[Stored items]
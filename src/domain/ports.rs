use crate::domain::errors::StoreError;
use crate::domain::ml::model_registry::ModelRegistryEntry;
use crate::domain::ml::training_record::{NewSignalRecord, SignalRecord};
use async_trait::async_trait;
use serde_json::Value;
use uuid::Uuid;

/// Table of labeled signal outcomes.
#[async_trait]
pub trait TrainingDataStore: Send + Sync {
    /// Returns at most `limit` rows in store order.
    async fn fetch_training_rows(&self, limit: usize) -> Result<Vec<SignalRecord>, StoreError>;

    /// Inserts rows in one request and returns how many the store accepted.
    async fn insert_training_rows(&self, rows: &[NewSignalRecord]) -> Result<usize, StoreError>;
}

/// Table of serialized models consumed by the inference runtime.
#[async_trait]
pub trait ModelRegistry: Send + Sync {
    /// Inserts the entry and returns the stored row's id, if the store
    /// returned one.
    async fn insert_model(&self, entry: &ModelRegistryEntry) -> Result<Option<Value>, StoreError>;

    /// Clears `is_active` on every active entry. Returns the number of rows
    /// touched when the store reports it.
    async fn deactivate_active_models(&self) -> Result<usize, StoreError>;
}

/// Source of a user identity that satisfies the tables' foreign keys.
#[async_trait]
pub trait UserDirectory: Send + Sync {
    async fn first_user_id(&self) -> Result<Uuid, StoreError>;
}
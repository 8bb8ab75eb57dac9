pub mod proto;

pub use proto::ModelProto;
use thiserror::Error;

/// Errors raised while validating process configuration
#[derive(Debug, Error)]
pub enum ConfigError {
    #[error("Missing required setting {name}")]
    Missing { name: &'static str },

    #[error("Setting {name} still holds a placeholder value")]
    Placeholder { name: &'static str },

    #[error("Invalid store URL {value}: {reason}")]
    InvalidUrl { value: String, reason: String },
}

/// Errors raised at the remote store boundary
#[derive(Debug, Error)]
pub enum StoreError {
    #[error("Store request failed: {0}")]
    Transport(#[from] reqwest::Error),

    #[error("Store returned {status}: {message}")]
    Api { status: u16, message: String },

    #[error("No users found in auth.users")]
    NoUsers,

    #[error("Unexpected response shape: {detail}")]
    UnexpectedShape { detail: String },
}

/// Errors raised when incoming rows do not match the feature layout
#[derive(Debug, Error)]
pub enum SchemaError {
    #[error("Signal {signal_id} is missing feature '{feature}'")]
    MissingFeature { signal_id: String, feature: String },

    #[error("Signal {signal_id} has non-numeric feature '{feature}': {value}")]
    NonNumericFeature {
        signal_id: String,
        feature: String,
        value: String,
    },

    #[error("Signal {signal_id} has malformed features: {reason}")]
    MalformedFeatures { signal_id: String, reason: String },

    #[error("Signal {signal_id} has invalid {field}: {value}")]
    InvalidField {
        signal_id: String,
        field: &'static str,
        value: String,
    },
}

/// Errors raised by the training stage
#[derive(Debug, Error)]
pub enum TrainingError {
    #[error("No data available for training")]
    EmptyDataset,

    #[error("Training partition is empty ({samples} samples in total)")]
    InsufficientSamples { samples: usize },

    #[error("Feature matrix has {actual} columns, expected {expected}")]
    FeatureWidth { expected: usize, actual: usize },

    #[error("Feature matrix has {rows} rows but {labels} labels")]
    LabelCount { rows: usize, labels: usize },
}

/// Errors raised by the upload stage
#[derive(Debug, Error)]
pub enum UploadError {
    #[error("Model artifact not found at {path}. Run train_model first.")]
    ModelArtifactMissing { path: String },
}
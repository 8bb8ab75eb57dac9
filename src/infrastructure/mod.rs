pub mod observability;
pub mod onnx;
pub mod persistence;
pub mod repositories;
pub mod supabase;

**PROBLEM DETAILS**
Given the records above, restate word for word only the lines starting at the one with "use crate::domain::errors::StoreError;" and ending at the one with "pub trait TrainingDataStore: Send".

**WRITTEN ANSWER**
use crate::domain::errors::StoreError;
use crate::domain::ml::model_registry::ModelRegistryEntry;
use crate::domain::ml::training_record::{NewSignalRecord, SignalRecord};
use async_trait::async_trait;
use serde_json::Value;
use uuid::Uuid;

/// Table of labeled signal outcomes.
#[async_trait]
pub trait TrainingDataStore: Send + Sync {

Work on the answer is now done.